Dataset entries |
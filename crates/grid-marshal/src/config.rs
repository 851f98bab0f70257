// SPDX-License-Identifier: Apache-2.0 OR MIT
// Copyright (c) 2025-2026 naskel.com

//! Marshaller configuration - single source of truth for wire constants.
//!
//! # Architecture
//!
//! - **Level 1 (Static)**: wire constants (marker bytes, footer layout)
//! - **Level 2 (Dynamic)**: [`MarshallerConfig`] loaded from YAML and/or
//!   environment variables
//!
//! # Example
//!
//! ```
//! use grid_marshal::config::MarshallerConfig;
//!
//! let config = MarshallerConfig::from_yaml_str("pool_size: 8\nfields_indexing: true\n")
//!     .expect("valid yaml");
//! assert_eq!(config.pool_size, 8);
//! assert!(config.fields_indexing);
//! ```

use crate::error::{MarshalError, MarshalResult};
use serde::Deserialize;
#[cfg(feature = "config-loaders")]
use std::path::Path;

/// Marker bytes written in front of every encoded value.
pub mod markers {
    pub const NULL: u8 = 0x00;
    pub const HANDLE: u8 = 0x01;
    /// Object written by the fallback (non-footer) marshaller.
    pub const FALLBACK: u8 = 0x02;

    pub const BYTE: u8 = 0x03;
    pub const SHORT: u8 = 0x04;
    pub const INT: u8 = 0x05;
    pub const LONG: u8 = 0x06;
    pub const FLOAT: u8 = 0x07;
    pub const DOUBLE: u8 = 0x08;
    pub const CHAR: u8 = 0x09;
    pub const BOOLEAN: u8 = 0x0A;

    pub const BYTE_ARR: u8 = 0x0B;
    pub const SHORT_ARR: u8 = 0x0C;
    pub const INT_ARR: u8 = 0x0D;
    pub const LONG_ARR: u8 = 0x0E;
    pub const FLOAT_ARR: u8 = 0x0F;
    pub const DOUBLE_ARR: u8 = 0x10;
    pub const CHAR_ARR: u8 = 0x11;
    pub const BOOLEAN_ARR: u8 = 0x12;
    pub const OBJ_ARR: u8 = 0x13;

    pub const STRING: u8 = 0x14;
    pub const ENUM: u8 = 0x15;
    pub const CLASS: u8 = 0x16;

    pub const ARRAY_LIST: u8 = 0x17;
    pub const LINKED_LIST: u8 = 0x18;
    pub const HASH_MAP: u8 = 0x19;
    pub const HASH_SET: u8 = 0x1A;
    pub const LINKED_HASH_MAP: u8 = 0x1B;
    pub const LINKED_HASH_SET: u8 = 0x1C;
    pub const DATE: u8 = 0x1D;
    pub const PROPERTIES: u8 = 0x1E;

    /// User class instance (default fields, custom methods or externalizable).
    pub const OBJECT: u8 = 0x20;
}

/// Footer terminator written after the last footer entry.
pub const EMPTY_FOOTER: u8 = 0xFF;

/// Size of the trailing footer-length word.
pub const FOOTER_LEN_SIZE: usize = 4;

/// Type-tag bit marking a footer entry that carries a handle position.
pub const FOOTER_HANDLE_FLAG: u8 = 0x80;

/// Object-header flag: footer present.
pub const FLAG_FOOTER: u8 = 0x01;

/// Default number of pooled stream holders (0 = per-thread only).
pub const DEFAULT_POOL_SIZE: usize = 0;

/// Default recursion limit for encode/decode.
pub const DEFAULT_MAX_DEPTH: usize = 1024;

/// Default scratch output capacity per stream holder.
pub const DEFAULT_BUFFER_CAPACITY: usize = 4 * 1024;

/// Default load factor for hash-based collections.
pub const DEFAULT_LOAD_FACTOR: f32 = 0.75;

pub const ENV_POOL_SIZE: &str = "GRID_MARSHAL_POOL_SIZE";
pub const ENV_MAX_DEPTH: &str = "GRID_MARSHAL_MAX_DEPTH";
pub const ENV_FIELDS_INDEXING: &str = "GRID_MARSHAL_FIELDS_INDEXING";

/// Runtime configuration of a [`crate::GridMarshaller`].
#[derive(Debug, Clone, PartialEq, Deserialize)]
#[serde(default)]
pub struct MarshallerConfig {
    /// Number of stream holders shared across threads. Zero keeps one holder per thread.
    pub pool_size: usize,
    /// Maximum object graph depth accepted by encode/decode.
    pub max_depth: usize,
    /// Whether the cache processor reports fields indexing as enabled.
    pub fields_indexing: bool,
    /// Class names whose fields indexing is enabled at startup.
    pub indexed_types: Vec<String>,
    /// Initial capacity of each holder's scratch output buffer.
    pub initial_buffer_capacity: usize,
}

impl Default for MarshallerConfig {
    fn default() -> Self {
        Self {
            pool_size: DEFAULT_POOL_SIZE,
            max_depth: DEFAULT_MAX_DEPTH,
            fields_indexing: false,
            indexed_types: Vec::new(),
            initial_buffer_capacity: DEFAULT_BUFFER_CAPACITY,
        }
    }
}

impl MarshallerConfig {
    /// Parse a YAML document.
    #[cfg(feature = "config-loaders")]
    pub fn from_yaml_str(yaml: &str) -> MarshalResult<Self> {
        let config: Self = serde_yaml::from_str(yaml)
            .map_err(|e| MarshalError::Config(format!("failed to parse YAML: {}", e)))?;
        config.validate()?;
        Ok(config)
    }

    /// Load a YAML file.
    #[cfg(feature = "config-loaders")]
    pub fn load_from_file<P: AsRef<Path>>(path: P) -> MarshalResult<Self> {
        let path = path.as_ref();
        let content = std::fs::read_to_string(path).map_err(|e| {
            MarshalError::Config(format!("failed to read {}: {}", path.display(), e))
        })?;
        Self::from_yaml_str(&content)
    }

    /// Apply `GRID_MARSHAL_*` environment overrides.
    pub fn with_env_overrides(mut self) -> MarshalResult<Self> {
        if let Ok(raw) = std::env::var(ENV_POOL_SIZE) {
            self.pool_size = parse_env(ENV_POOL_SIZE, &raw)?;
        }
        if let Ok(raw) = std::env::var(ENV_MAX_DEPTH) {
            self.max_depth = parse_env(ENV_MAX_DEPTH, &raw)?;
        }
        if let Ok(raw) = std::env::var(ENV_FIELDS_INDEXING) {
            self.fields_indexing = parse_env(ENV_FIELDS_INDEXING, &raw)?;
        }
        self.validate()?;
        Ok(self)
    }

    pub fn validate(&self) -> MarshalResult<()> {
        if self.max_depth == 0 {
            return Err(MarshalError::Config("max_depth must be > 0".into()));
        }
        Ok(())
    }
}

fn parse_env<T: std::str::FromStr>(name: &str, raw: &str) -> MarshalResult<T> {
    raw.trim()
        .parse()
        .map_err(|_| MarshalError::Config(format!("{}={} is not valid", name, raw)))
}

What to produce |
Search the records above for "thread" and copy every line that has it.

Solved problem |
/// Default number of pooled stream holders (0 = per-thread only).
    /// Number of stream holders shared across threads. Zero keeps one holder per thread.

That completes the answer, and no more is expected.